Back then my father was the press secretary for Gov. Mario M. Cuomo, whose downstate office was on the 57th Floor of Tower 2, the one with Windows on the World at the top. Dad commuted from our house on Long Island—a round-trip of nearly three hours each day. Admittedly, I was puzzled as to why anyone would spend so much damn time just getting to and from work. But when I saw how much he loved it, when I saw how much he lived it, I wasn’t angry at all. I just wanted to experience the place for myself.

And I did. Dad took me into work with him regularly, usually when the Governor wasn’t around. Sometimes he even pulled me out of school. It was educational, he told my teachers. And it was.

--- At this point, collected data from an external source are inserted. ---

#[async_trait]
impl csi::Controller for ControllerService {
    #[instrument(skip_all, fields(volume_id = %req.name))]
    async fn create_volume(&self, req: CreateVolumeRequest) -> Result<CreateVolumeResponse> {
        let params = parse_create(&req)?;
        let _guard = self
            .ledger
            .acquire(&req.name, TransitionStatus::Uninitialized)?;

        if let Some(existing) = self.store.get_volume_config(&req.name).await? {
            if existing.is_deleting() {
                return Err(Error::unavailable(format!(
                    "volume {} is being deleted",
                    req.name
                )));
            }
            let existing_bytes = existing.capacity_bytes()?;
            if existing_bytes != params.capacity_bytes {
                return Err(Error::AlreadyExists {
                    message: format!(
                        "volume {} already exists with capacity {existing_bytes}",
                        req.name
                    ),
                });
            }
            debug!("volume config already exists");
            return Ok(CreateVolumeResponse {
                volume: volume_of(&existing, existing_bytes),
            });
        }

        let config = CStorVolumeConfig::provision(ProvisionParams {
            volume_id: req.name.clone(),
            namespace: self.store.namespace().to_owned(),
            capacity_bytes: params.capacity_bytes,
            replica_count: params.replica_count,
            pool_cluster: params.pool_cluster,
            cas_type: params.cas_type,
            policy: params.policy,
            source_snapshot: params.source_snapshot,
        })?;
        let created = self.store.create_volume_config(&config).await?;
        info!(capacity = params.capacity_bytes, "volume config created");

        match self.wait_for_binding(&req.name).await? {
            WaitOutcome::Ready(config) if config.phase() == ConfigPhase::Failed => {
                Err(Error::Internal {
                    message: format!("provisioning of volume {} failed", req.name),
                })
            }
            WaitOutcome::Ready(_) => Ok(CreateVolumeResponse {
                volume: volume_of(&created, params.capacity_bytes),
            }),
            WaitOutcome::ExhaustedRetries => {
                info!("volume config not bound yet; publish will wait for it");
                Ok(CreateVolumeResponse {
                    volume: volume_of(&created, params.capacity_bytes),
                })
            }
            WaitOutcome::Cancelled => Err(Error::unavailable(format!(
                "cancelled while waiting for volume {} to bind",
                req.name
            ))),
        }
    }

    #[instrument(skip_all, fields(volume_id = %req.volume_id))]
    async fn delete_volume(&self, req: DeleteVolumeRequest) -> Result<Empty> {
        require(&req.volume_id, "volume id")?;
        let _guard = self
            .ledger
            .acquire(&req.volume_id, TransitionStatus::Uninitialized)?;

        match self.store.get_volume_config(&req.volume_id).await? {
            None => debug!("volume config already gone"),
            Some(config) if config.is_deleting() => debug!("volume config already deleting"),
            Some(_) => match self.store.delete_volume_config(&req.volume_id).await {
                Err(e) if !e.is_not_found() => return Err(e.into()),
                _ => info!("volume config deleted"),
            },
        }
        Ok(Empty {})
    }

    #[instrument(skip_all, fields(volume_id = %req.volume_id, node_id = %req.node_id))]
    async fn publish_volume(
        &self,
        req: ControllerPublishVolumeRequest,
    ) -> Result<ControllerPublishVolumeResponse> {
        require(&req.volume_id, "volume id")?;
        require(&req.node_id, "node id")?;
        if req.volume_capability.access_mode == AccessMode::Unknown {
            return Err(Error::invalid("volume capability access mode is required"));
        }

        let guard = self
            .ledger
            .acquire(&req.volume_id, TransitionStatus::Uninitialized)?;
        let mut config = self.require_config(&req.volume_id).await?;
        if config.is_deleting() {
            return Err(Error::unavailable(format!(
                "volume {} is being deleted",
                req.volume_id
            )));
        }

        if config.phase() != ConfigPhase::Bound {
            guard.set(TransitionStatus::WaitingForConfigBound);
            config = match self.wait_for_binding(&req.volume_id).await? {
                WaitOutcome::Ready(bound) if bound.phase() == ConfigPhase::Bound => bound,
                _ => {
                    return Err(Error::unavailable(format!(
                        "waiting for volume {} to be bound",
                        req.volume_id
                    )));
                }
            };
        }

        let node_id = req.node_id.clone();
        config = self
            .store
            .update_volume_config(&req.volume_id, &|c: &mut CStorVolumeConfig| {
                c.spec.publish_node_id = Some(node_id.clone())
            })
            .await?;

        self.attach(&config, &req.node_id, &req.volume_capability, req.readonly)
            .await?;
        Ok(ControllerPublishVolumeResponse::default())
    }

    #[instrument(skip_all, fields(volume_id = %req.volume_id, node_id = %req.node_id))]
    async fn unpublish_volume(&self, req: ControllerUnpublishVolumeRequest) -> Result<Empty> {
        require(&req.volume_id, "volume id")?;
        let _guard = self
            .ledger
            .acquire(&req.volume_id, TransitionStatus::Uninitialized)?;

        let names = if req.node_id.is_empty() {
            self.store
                .list_attachments(&volume_selector(&req.volume_id))
                .await?
                .iter()
                .map(|a| a.name_any())
                .collect()
        } else {
            vec![attachment_name(&req.volume_id, &req.node_id)]
        };

        for name in names {
            match self.store.delete_attachment(&name).await {
                Ok(()) => info!(attachment = %name, "attachment deleted"),
                Err(e) if e.is_not_found() => debug!(attachment = %name, "attachment already gone"),
                Err(e) => return Err(e.into()),
            }
        }
        Ok(Empty {})
    }

    #[instrument(skip_all, fields(volume_id = %req.volume_id))]
    async fn expand_volume(
        &self,
        req: ControllerExpandVolumeRequest,
    ) -> Result<ControllerExpandVolumeResponse> {
        require(&req.volume_id, "volume id")?;
        let required = req.capacity_range.map(|r| r.required_bytes).unwrap_or_default();
        if required == 0 {
            return Err(Error::invalid("capacity is required"));
        }

        let _guard = self
            .ledger
            .acquire(&req.volume_id, TransitionStatus::ResizeInProgress)?;
        let config = self.require_config(&req.volume_id).await?;
        let new_gib = quantity::round_up_gib(required);
        let new_bytes = new_gib * GIB;
        let current = config.capacity_bytes()?;
        if new_bytes < current {
            return Err(Error::invalid(format!(
                "volume {} cannot shrink from {current} to {new_bytes} bytes",
                req.volume_id
            )));
        }

        let response = ControllerExpandVolumeResponse {
            capacity_bytes: new_bytes,
            node_expansion_required: true,
        };
        if new_bytes > current {
            self.store
                .update_volume_config(&req.volume_id, &|c: &mut CStorVolumeConfig| {
                    // never lower a capacity another writer already raised
                    if c.capacity_bytes().is_ok_and(|bytes| bytes < new_bytes) {
                        c.spec.capacity = quantity::gib_quantity(new_gib);
                    }
                })
                .await?;
            info!(capacity = new_bytes, "volume capacity raised");
        }

        if config.phase() == ConfigPhase::Pending {
            return Ok(response);
        }

        let store = self.store.as_ref();
        let volume_id = req.volume_id.as_str();
        let outcome = wait::poll(self.timing.resize, &self.shutdown, |_| async move {
            match store.get_volume_config(volume_id).await {
                Ok(Some(config)) => Ok(config
                    .status_capacity_bytes()
                    .filter(|bytes| *bytes >= new_bytes)
                    .map(|_| ())),
                Ok(None) => Err(Error::not_found(CONFIG_KIND, volume_id)),
                Err(e) => Err(Error::from(e)),
            }
        })
        .await?;

        match outcome {
            WaitOutcome::Ready(()) => Ok(response),
            _ => Err(Error::unavailable(format!(
                "volume {}: {}",
                req.volume_id,
                TransitionStatus::ResizeInProgress
            ))),
        }
    }

    #[instrument(skip_all, fields(volume_id = %req.source_volume_id, snapshot = %req.name))]
    async fn create_snapshot(&self, req: CreateSnapshotRequest) -> Result<CreateSnapshotResponse> {
        require(&req.source_volume_id, "source volume id")?;
        require(&req.name, "snapshot name")?;

        let snapshot_id = engine::snapshot_id(&req.source_volume_id, &req.name);
        let existing = self.created_snapshots().get(&snapshot_id).cloned();
        if let Some(existing) = existing {
            debug!("snapshot already created");
            return Ok(CreateSnapshotResponse { snapshot: existing });
        }

        let config = self.require_config(&req.source_volume_id).await?;
        let engine = Engine::from(config.spec.cas_type);
        let target = engine
            .target_volume(self.store.as_ref(), &req.source_volume_id)
            .await?
            .filter(|t| !t.target_ip.is_empty())
            .ok_or_else(|| {
                Error::unavailable(format!(
                    "target of volume {} is not published yet",
                    req.source_volume_id
                ))
            })?;

        self.snapshots
            .create_snapshot(engine, &target.target_ip, &req.source_volume_id, &req.name)
            .await?;

        let snapshot = Snapshot {
            snapshot_id: snapshot_id.clone(),
            source_volume_id: req.source_volume_id.clone(),
            size_bytes: config.capacity_bytes()?,
            creation_time: chrono::Utc::now().timestamp(),
            ready_to_use: true,
        };
        self.created_snapshots().insert(snapshot_id, snapshot.clone());
        Ok(CreateSnapshotResponse { snapshot })
    }

    #[instrument(skip_all, fields(snapshot_id = %req.snapshot_id))]
    async fn delete_snapshot(&self, req: DeleteSnapshotRequest) -> Result<Empty> {
        require(&req.snapshot_id, "snapshot id")?;
        let (volume_id, snapshot) = engine::parse_snapshot_id(&req.snapshot_id)?;

        let Some(config) = self.store.get_volume_config(volume_id).await? else {
            debug!("source volume is gone, nothing to destroy");
            return Ok(Empty {});
        };
        let engine = Engine::from(config.spec.cas_type);
        let Some(target) = engine.target_volume(self.store.as_ref(), volume_id).await? else {
            return Err(Error::unavailable(format!(
                "target of volume {volume_id} is not published yet"
            )));
        };

        self.snapshots
            .destroy_snapshot(engine, &target.target_ip, volume_id, snapshot)
            .await?;
        self.created_snapshots().remove(&req.snapshot_id);
        Ok(Empty {})
    }

    async fn get_capabilities(&self) -> Result<ControllerGetCapabilitiesResponse> {
        Ok(ControllerGetCapabilitiesResponse {
            capabilities: vec![
                ControllerCapability::CreateDeleteVolume,
                ControllerCapability::PublishUnpublishVolume,
                ControllerCapability::ExpandVolume,
                ControllerCapability::CreateDeleteSnapshot,
                ControllerCapability::GetVolume,
            ],
        })
    }

    async fn validate_volume_capabilities(
        &self,
        req: ValidateVolumeCapabilitiesRequest,
    ) -> Result<ValidateVolumeCapabilitiesResponse> {
        require(&req.volume_id, "volume id")?;
        if req.volume_capabilities.is_empty() {
            return Err(Error::invalid("volume capabilities are required"));
        }
        self.require_config(&req.volume_id).await?;

        let supported = req
            .volume_capabilities
            .iter()
            .all(|c| c.access_mode == AccessMode::SingleNodeWriter);
        if !supported {
            return Ok(ValidateVolumeCapabilitiesResponse {
                confirmed: None,
                message: "only SINGLE_NODE_WRITER access mode is supported".to_owned(),
            });
        }
        Ok(ValidateVolumeCapabilitiesResponse {
            confirmed: Some(ConfirmedCapabilities {
                volume_capabilities: req.volume_capabilities,
            }),
            message: String::new(),
        })
    }

    async fn get_volume(&self, req: ControllerGetVolumeRequest) -> Result<ControllerGetVolumeResponse> {
        require(&req.volume_id, "volume id")?;
        let config = self.require_config(&req.volume_id).await?;
        let capacity = config.capacity_bytes()?;
        Ok(ControllerGetVolumeResponse {
            volume: volume_of(&config, capacity),
            status: VolumeStatus {
                published_node_ids: config.spec.publish_node_id.clone().into_iter().collect(),
            },
        })
    }
}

I’d always bring homework, and Dad would set me up in the press conference room for a few hours while he did work of his own. People would come in to say hi to me, Steve’s son. Sometimes I’d even get up on the podium and pretend I was the governor myself.

There were other memorable parts of the ritual. Like bacon, egg, and cheese sandwiches from a deli that delivered (this was an incredible luxury for impressionable moi). And the chance to steal office supplies (which I still do at every opportunity). When I finished my schoolwork each day, I’d sit on the HVAC system in the window bay of dad’s office and peer out the windows, looking out on the harbor and down on the city below. Sometimes I’d just stare for hours. It never got old.

Perhaps this is why, for me, the World Trade Center was so great. Yes, it was my father’s place of work—a place where he spent far more time than he did in our house. And, yes, it was bigger and taller and more grownup than anything I ever could imagine at the time. But it also was a place of excitement. A place of import. A place where I always seemed to feel a lot older than I was. And a place where I could steal a few solo moments with Dad.

Put simply, even though only one of us was on vacation there, the Twin Towers represented one of the greatest family travel destinations ever.

I was in Manhattan the day they fell, 14 years ago. I breathed the dust. I felt the ground shake. I experienced the apocalypse. The day changed everything—how I felt about the world, how I felt about New York, how I feel about being alive, really. But nothing ever truly will take away what those Towers gave to me all those years. Or what they represent in my heart.